There are mixed reviews about certain types of drugs affecting bone health, but research backs the notion that tobacco use weakens bones. Apart from that fluctuating hormones are also a culprit. Malfunctioning thyroid affects bone growth in both genders. Falling estrogen levels at menopause result in women losing bone loss. Low testosterone may result in loss of bone mass in men.
Then there are the medical conditions that have an effect on bone health as well. People suffering from anorexia or bulimia run the risk of bone loss. Crohn's disease, Celiac disease and Cushing's disease affects the way body absorbs calcium, which could result in bone loss. Apart from that, people who have undergone stomach surgery (gastrectomy), weight-loss surgery also are at risk of bone loss.

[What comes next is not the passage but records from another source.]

use super::{SasaResult, SurfaceAreaEngine, SurfaceAtomSet};
use crate::errors::BsaError;
use pdbtbx::Element;
use rust_sasa::calculate_sasa_internal;
use rust_sasa::Atom as SASAAtom;
use tracing::{trace, warn};

/// Settings of the Shrake-Rupley engine.
#[derive(Clone, Debug)]
pub struct SasaSettings {
    /// Probe radius in Å (smaller radii detect more surface details)
    pub probe_radius: f32,
    /// Number of points on each atom sphere
    pub n_points: usize,
    /// Skip atoms without a known radius silently
    pub quiet: bool,
}

impl Default for SasaSettings {
    fn default() -> Self {
        Self {
            probe_radius: 1.4,
            n_points: 100,
            quiet: false,
        }
    }
}

/// Van der Waals radius of a (possibly padded) element symbol.
pub fn vdw_radius(element: &str) -> Option<f64> {
    Element::from_symbol(element.trim()).and_then(|e| e.atomic_radius().van_der_waals)
}

/// Shrake-Rupley SASA through `rust-sasa`, with pdbtbx van der Waals radii.
#[derive(Clone, Debug, Default)]
pub struct ShrakeRupley {
    /// Probe and sampling settings
    pub settings: SasaSettings,
}

impl ShrakeRupley {
    /// Create an engine with the given settings.
    pub fn new(settings: SasaSettings) -> Self {
        Self { settings }
    }
}

impl SurfaceAreaEngine for ShrakeRupley {
    fn calc(&self, atoms: &SurfaceAtomSet) -> Result<SasaResult, BsaError> {
        let mut sasa_atoms = Vec::with_capacity(atoms.len());
        for (i, atom) in atoms.atoms().iter().enumerate() {
            match vdw_radius(&atom.element) {
                Some(radius) => sasa_atoms.push(SASAAtom {
                    position: nalgebra::Point3::new(
                        atom.pos[0] as f32,
                        atom.pos[1] as f32,
                        atom.pos[2] as f32,
                    ),
                    radius: radius as f32,
                    id: i,
                    parent_id: None,
                }),
                None if !self.settings.quiet => warn!(
                    "No radius for element '{}' of {}:{}{}, atom skipped",
                    atom.element.trim(),
                    atom.chain,
                    atom.resn,
                    atom.resi
                ),
                None => {}
            }
        }

        let mut atom_areas = vec![0.0; atoms.len()];
        if !sasa_atoms.is_empty() {
            let areas = calculate_sasa_internal(
                &sasa_atoms,
                Some(self.settings.probe_radius),
                Some(self.settings.n_points),
            );
            for (atom, area) in sasa_atoms.iter().zip(areas) {
                atom_areas[atom.id] = area as f64;
            }
        }
        trace!(
            "Computed SASA for {} of {} atoms",
            sasa_atoms.len(),
            atoms.len()
        );

        Ok(SasaResult::new(atoms, atom_areas))
    }
}
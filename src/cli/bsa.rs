use super::{load_input, output_file};
use clap::Parser;
use interface_bsa::export::{anchor_bsa_to_df, residue_bsa_to_df};
use interface_bsa::{
    get_interface_bsa, parse_chain_pair, write_df_to_file, BsaError, DataFrameFileType,
    SasaSettings,
};
use std::path::PathBuf;
use tracing::{debug, info, trace, warn};

#[derive(Parser, Debug, Clone)]
#[command(version, about)]
pub(crate) struct Args {
    /// Path to the PDB or mmCIF file to be analyzed
    #[arg(short, long)]
    input: PathBuf,

    /// Output directory
    #[arg(short, long)]
    output: PathBuf,

    /// The two chains forming the interface, e.g. A/B.
    /// Anchor positions are tagged 0 for the first chain and 1 for the second.
    #[arg(short, long, default_value_t = String::from("A/B"))]
    chains: String,

    /// Prefix of the output files; `_residue` and `_xyz` tables are written
    #[arg(short = 'f', long = "filename", default_value_t = String::from("bsa"))]
    filename: String,

    /// Output file type
    #[arg(short = 't', long, default_value_t = DataFrameFileType::Csv)]
    output_format: DataFrameFileType,

    /// Distance cutoff for a residue to be at the interface
    #[arg(short, long, default_value_t = 5.5)]
    dist_cutoff: f64,

    /// Probe radius r (smaller r detects more surface details and reports a larger surface)
    #[arg(short = 'r', long = "probe-radius", default_value_t = 1.4)]
    probe_radius: f32,

    /// Number of points on the sphere for sampling
    #[arg(short = 'n', long = "num-points", default_value_t = 100)]
    n_points: usize,

    /// Number of threads to use for parallel processing
    #[arg(short = 'j', long = "num-threads", default_value_t = 1)]
    num_threads: usize,
}

pub(crate) fn run(args: &Args) -> Result<(), BsaError> {
    trace!("{args:?}");

    // Create Rayon thread pool
    if let Err(e) = rayon::ThreadPoolBuilder::new()
        .num_threads(args.num_threads)
        .build_global()
    {
        warn!("{e}");
    }
    debug!("Using {} thread(s)", rayon::current_num_threads());

    let (chain_a, chain_b) = parse_chain_pair(&args.chains)?;
    let pdb = load_input(&args.input)?;

    let settings = SasaSettings {
        probe_radius: args.probe_radius,
        n_points: args.n_points,
        quiet: false,
    };
    let features = get_interface_bsa(&pdb, &chain_a, &chain_b, args.dist_cutoff, settings)?;

    let mut df_residue = residue_bsa_to_df(&features)?;
    let mut df_xyz = anchor_bsa_to_df(&features)?;
    debug!("Buried surface area per residue\n{df_residue}");

    let total: f64 = features.entries().iter().map(|e| e.bsa).sum();
    info!(
        "Buried surface area between chains {chain_a} and {chain_b}: {total:.2} Å² over {} residues",
        features.len()
    );

    // Save results to file
    let residue_file = output_file(&args.output, &format!("{}_residue", args.filename))?;
    write_df_to_file(&mut df_residue, &residue_file, args.output_format)?;
    let xyz_file = output_file(&args.output, &format!("{}_xyz", args.filename))?;
    write_df_to_file(&mut df_xyz, &xyz_file, args.output_format)?;
    info!(
        "Results saved to {}",
        args.output.canonicalize()?.to_string_lossy()
    );

    Ok(())
}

It’s not difficult to take care of your bones. Even though bone loss as you age is inevitable, you can slow down the process by doing the following: Calcium should be an integral part of your diet. Dairy products—milk, cheese, curd, yoghurt—and nuts such as almonds and walnuts are good sources of calcium. In vegetables, broccoli and kale provide calcium. Apart from these, sardines and canned salmon in seafood, and for vegans soy products such as tofu, provide calcium required. If you are unable to include any of these items, please consult your doctor for a calcium supplement. Vitamin D is essential for calcium absorption in the body. Oily fish such as tuna and sardines, and egg yolks, are good sources of Vitamin D. For vegetarians fortified milk is the way to go. Human body produces vitamin D with the help of sunlight, so go get soak in some son. However, if you think you are deficient, please ask your doctor for supplements. Exercise every day. A bit of regular physical activity in your daily routine, especially weight bearing exercises can help build stronger bones, and slows down bone loss. Visit your doctor. If you are still concerned about the health of your bones, or you are at a risk of osteoporosis, or have had a recent fracture, please consult an orthopedician, who might recommend a bone density test. This test helps the doctor evaluate your bone health and suggest medication or treatment accordingly.